Dr. Tom Grogan, an orthopedic surgeon who works in the building next door, was arriving at his office when he saw flames shooting from the building. His office manager called 911 and Grogan, who had seen the building burn in 2013, watched as firefighters struggled to get water to the fire on the 6th floor.
A resident of the building with burns on his arms was hanging from a window as if he was going to jump. Firefighters inflated an airbag below but managed to get a ladder to him to save him.
“It was scary to watch,” Grogan said.
More than 330 firefighters responded and it took about 90 minutes to knock down the blaze, Deputy Fire Chief Armando Hogan said. Arson investigators are looking into whether it was deliberately set.

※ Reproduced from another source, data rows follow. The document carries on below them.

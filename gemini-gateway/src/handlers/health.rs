use crate::services::get_metrics;
use crate::startup::AppState;
use axum::{extract::State, http::StatusCode, response::IntoResponse, Json};
use serde_json::json;
use service_core::error::AppError;

/// Liveness check.
pub async fn health_check(State(state): State<AppState>) -> impl IntoResponse {
    Json(json!({
        "status": "ok",
        "service": "gemini-gateway",
        "version": env!("CARGO_PKG_VERSION"),
        "model": state.generator.model()
    }))
}

/// Readiness check: uploads can only be accepted while the upload directory exists.
pub async fn readiness_check(State(state): State<AppState>) -> impl IntoResponse {
    match tokio::fs::metadata(state.uploads.root()).await {
        Ok(meta) if meta.is_dir() => StatusCode::OK,
        _ => StatusCode::SERVICE_UNAVAILABLE,
    }
}

pub async fn metrics_endpoint() -> impl IntoResponse {
    (
        StatusCode::OK,
        [("content-type", "text/plain; charset=utf-8")],
        get_metrics(),
    )
}

pub async fn not_found() -> AppError {
    AppError::NotFound(anyhow::anyhow!("Route not found"))
}
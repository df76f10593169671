use axum::{extract::Request, http::header, middleware::Next, response::IntoResponse};

/// Strict headers for a JSON-only API: nothing is meant to be rendered or framed.
pub async fn security_headers_middleware(req: Request, next: Next) -> impl IntoResponse {
    let mut response = next.run(req).await;
    let headers = response.headers_mut();

    headers.insert(
        header::X_CONTENT_TYPE_OPTIONS,
        header::HeaderValue::from_static("nosniff"),
    );
    headers.insert(
        header::STRICT_TRANSPORT_SECURITY,
        header::HeaderValue::from_static("max-age=31536000; includeSubDomains"),
    );
    headers.insert(
        header::CONTENT_SECURITY_POLICY,
        header::HeaderValue::from_static("default-src 'none'; frame-ancestors 'none'"),
    );
    headers.insert(
        header::X_FRAME_OPTIONS,
        header::HeaderValue::from_static("DENY"),
    );

    response
}
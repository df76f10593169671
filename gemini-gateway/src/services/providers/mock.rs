//! Mock provider for testing.

use super::{ContentGenerator, ContentPart, GenerationPayload, ModelResponse, ProviderError};
use async_trait::async_trait;
use serde_json::json;
use std::sync::Mutex;

/// Mock provider that records every payload it receives.
///
/// Replies with a `candidates` response echoing the first text part, or fails
/// with a fixed message when built with [`MockProvider::failing`].
pub struct MockProvider {
    failure: Option<String>,
    calls: Mutex<Vec<GenerationPayload>>,
}

impl MockProvider {
    pub fn new() -> Self {
        Self {
            failure: None,
            calls: Mutex::new(Vec::new()),
        }
    }

    pub fn failing(message: impl Into<String>) -> Self {
        Self {
            failure: Some(message.into()),
            calls: Mutex::new(Vec::new()),
        }
    }

    /// Payloads received so far, oldest first.
    pub fn calls(&self) -> Vec<GenerationPayload> {
        self.calls
            .lock()
            .map(|calls| calls.clone())
            .unwrap_or_default()
    }
}

impl Default for MockProvider {
    fn default() -> Self {
        Self::new()
    }
}

#[async_trait]
impl ContentGenerator for MockProvider {
    async fn generate_content(
        &self,
        payload: GenerationPayload,
    ) -> Result<ModelResponse, ProviderError> {
        if let Ok(mut calls) = self.calls.lock() {
            calls.push(payload.clone());
        }

        if let Some(message) = &self.failure {
            return Err(ProviderError::Api(message.clone()));
        }

        let prompt = match &payload {
            GenerationPayload::Prompt(prompt) => prompt.clone(),
            GenerationPayload::Parts(parts) => parts
                .iter()
                .find_map(|part| match part {
                    ContentPart::Text { text } => Some(text.clone()),
                    ContentPart::InlineData { .. } => None,
                })
                .unwrap_or_default(),
        };

        Ok(json!({
            "candidates": [
                { "content": { "parts": [ { "text": format!("Mock response for: {}", prompt) } ] } }
            ]
        }))
    }

    fn model(&self) -> &str {
        "mock-model"
    }
}
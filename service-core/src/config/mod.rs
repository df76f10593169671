use crate::error::AppError;
use config::{Config as Cfg, File};
use serde::Deserialize;

#[derive(Debug, Deserialize, Clone)]
pub struct Config {
    #[serde(default = "default_port")]
    pub port: u16,
}

fn default_port() -> u16 {
    3000
}

impl Config {
    /// Load the shared settings.
    ///
    /// Sources, lowest precedence first: an optional `configuration` file,
    /// `APP__*` environment variables, then a plain `PORT` variable.
    pub fn load() -> Result<Self, AppError> {
        dotenvy::dotenv().ok();

        let config = Cfg::builder()
            .add_source(File::with_name("configuration").required(false))
            .add_source(config::Environment::with_prefix("APP").separator("__"))
            .set_override_option("port", std::env::var("PORT").ok())?
            .build()?;

        Ok(config.try_deserialize()?)
    }
}

#[cfg(test)]
mod tests {
    use super::*;

    #[test]
    fn port_defaults_to_3000() {
        let config: Config = serde_json::from_str("{}").unwrap();
        assert_eq!(config.port, 3000);
    }
}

“It is suspicious right now,” Fire Chief Ralph Terrazas said.
Two 30-year-old men who were in the apartment where the fire began were in critical condition, and one was described as grave. Fire crews had to crawl on their bellies using bottled oxygen to reach the apartment where the blaze began. Five others were treated at the scene.
The fire left windows blown out and heavy black smoke or burn marks on three sides of building. Residents who fled in whatever they wearing or could quickly get into – some in pajamas and exercise clothes – gathered on nearby street corners and looked up as helicopters hovered and hoisted rooftop evacuees and small white dog to safety.
A fire at the Barrington Plaza high-rise in 2013 injured several people and displaced more than 100. The complex has 240 units that range in rent from $2,350 to $3,695 per month, according to Zillow.
Fire officials said the building was not equipped with sprinklers. It was built in 1961 before regulations required fire-suppression systems in buildings taller than 75 feet feet.